The star of that QPR team was another splendid maverick, Stan Bowles, briefly with Manchester City, a northerner who would emphatically make his name in London. Bowles, taking over, where that other, supreme maverick Rodney Marsh had left off, had a glorious left foot, where Marsh had succeeded with his right. Bowles was endlessly elusive. A superb ball player, as indeed was Marsh, capable of scoring spectacular solo goals, but always ready to create them for his colleagues. He played only five times for England and alas it never really worked out. There was a notorious occasion when he was substituted at half time in a match at Wembley and walked straight out of the stadium, making for the old greyhound stadium at White City, just across the way from QPR's Loftus Road Stadium. There he was followed by a press photographer who was duly punched by one of Bowles's less reputable friends. For Bowles, betting was in the blood: he was constantly in and out of the betting shops around the QPR stadium in Shepherd's Bush. One of his teammates once told me that sooner or later, he expected he'd be found dead in a doorway. Fortunately, however, this hasn't happened.
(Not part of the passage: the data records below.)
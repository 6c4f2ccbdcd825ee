//! Interactive four-corner touch calibration, run at boot when enabled.

use core::fmt::Write;

use defmt::{debug, info};
use embassy_time::Timer;
use embedded_graphics::pixelcolor::Rgb565;
use embedded_graphics::prelude::*;
use embedded_hal::spi::SpiDevice;
use heapless::String;
use monitor_common::calibration::{RawPoint, TouchCalibration};
use monitor_common::colors::BLACK;
use monitor_common::widgets::{draw_calibration_done, draw_calibration_prompt};
use monitor_esp32::xpt2046::Xpt2046;

/// Stable readings averaged per corner.
const SAMPLES_PER_CORNER: u32 = 8;

/// Consecutive untouched readings that count as a release.
const RELEASE_READS: u32 = 5;

const SAMPLE_INTERVAL_MS: u64 = 10;

/// How long the result stays on screen.
const DONE_HOLD_MS: u64 = 3_000;

/// Walk the user through the four corners and derive a calibration.
pub async fn run_calibration<SPI, D>(
    touch: &mut Xpt2046<SPI>,
    display: &mut D,
) -> TouchCalibration
where
    SPI: SpiDevice,
    D: DrawTarget<Color = Rgb565>,
{
    display.clear(BLACK).ok();

    let mut corners = [RawPoint::default(); 4];
    for (index, corner) in corners.iter_mut().enumerate() {
        draw_calibration_prompt(display, index);
        *corner = sample_corner(touch).await;
        wait_for_release(touch).await;
        debug!("Corner {}: raw ({}, {})", index, corner.x, corner.y);
    }

    let calibration = TouchCalibration::from_corners(corners);
    let [x0, xs, y0, ys, flags] = calibration.as_words();

    let mut text: String<48> = String::new();
    let _ = write!(text, "{{ {}, {}, {}, {}, {} }}", x0, xs, y0, ys, flags);
    draw_calibration_done(display, &text);
    info!("Touch calibration: [{}, {}, {}, {}, {}]", x0, xs, y0, ys, flags);

    Timer::after_millis(DONE_HOLD_MS).await;
    calibration
}

/// Average `SAMPLES_PER_CORNER` stable readings.
async fn sample_corner<SPI: SpiDevice>(touch: &mut Xpt2046<SPI>) -> RawPoint {
    let (mut sum_x, mut sum_y, mut taken) = (0u32, 0u32, 0u32);
    while taken < SAMPLES_PER_CORNER {
        match touch.read_raw() {
            Ok(Some(raw)) => {
                sum_x += u32::from(raw.x);
                sum_y += u32::from(raw.y);
                taken += 1;
            }
            Ok(None) => {}
            Err(e) => debug!("Touch read failed: {}", defmt::Debug2Format(&e)),
        }
        Timer::after_millis(SAMPLE_INTERVAL_MS).await;
    }
    RawPoint::new((sum_x / taken) as u16, (sum_y / taken) as u16)
}

async fn wait_for_release<SPI: SpiDevice>(touch: &mut Xpt2046<SPI>) {
    let mut released = 0;
    while released < RELEASE_READS {
        released = if matches!(touch.read_raw(), Ok(None)) { released + 1 } else { 0 };
        Timer::after_millis(SAMPLE_INTERVAL_MS).await;
    }
}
Marsh by contrast was and is a Londoner though born a small distance away in Hatfield. Powerfully built, standing six foot and weighing over twelve stone, he had the strength to go with his exceptional ball skills. He'd begun at Fulham where those skills were evident enough but Fulham rashly let him move a few miles away to Shepherd's Bush where he truly flourished. He was another player who could conjure goals out of nowhere, had a fierce right footed shot and was a no mean competitor in the air. He made nine appearances for England, first when at QPR, then when he went to Manchester City. An ill-judged transfer effected by City's flamboyant ultra Londoner manager, Malcolm Allison. In enlisting Marsh he broke up the pattern of the team, excluding the popular and influential skipper and right half Mike Doyle. So Rodney never showed his best in Manchester, ironically enough Bowles' city of birth, where City had been his original club. Somehow or other, though, Marsh never showed his true talents with England.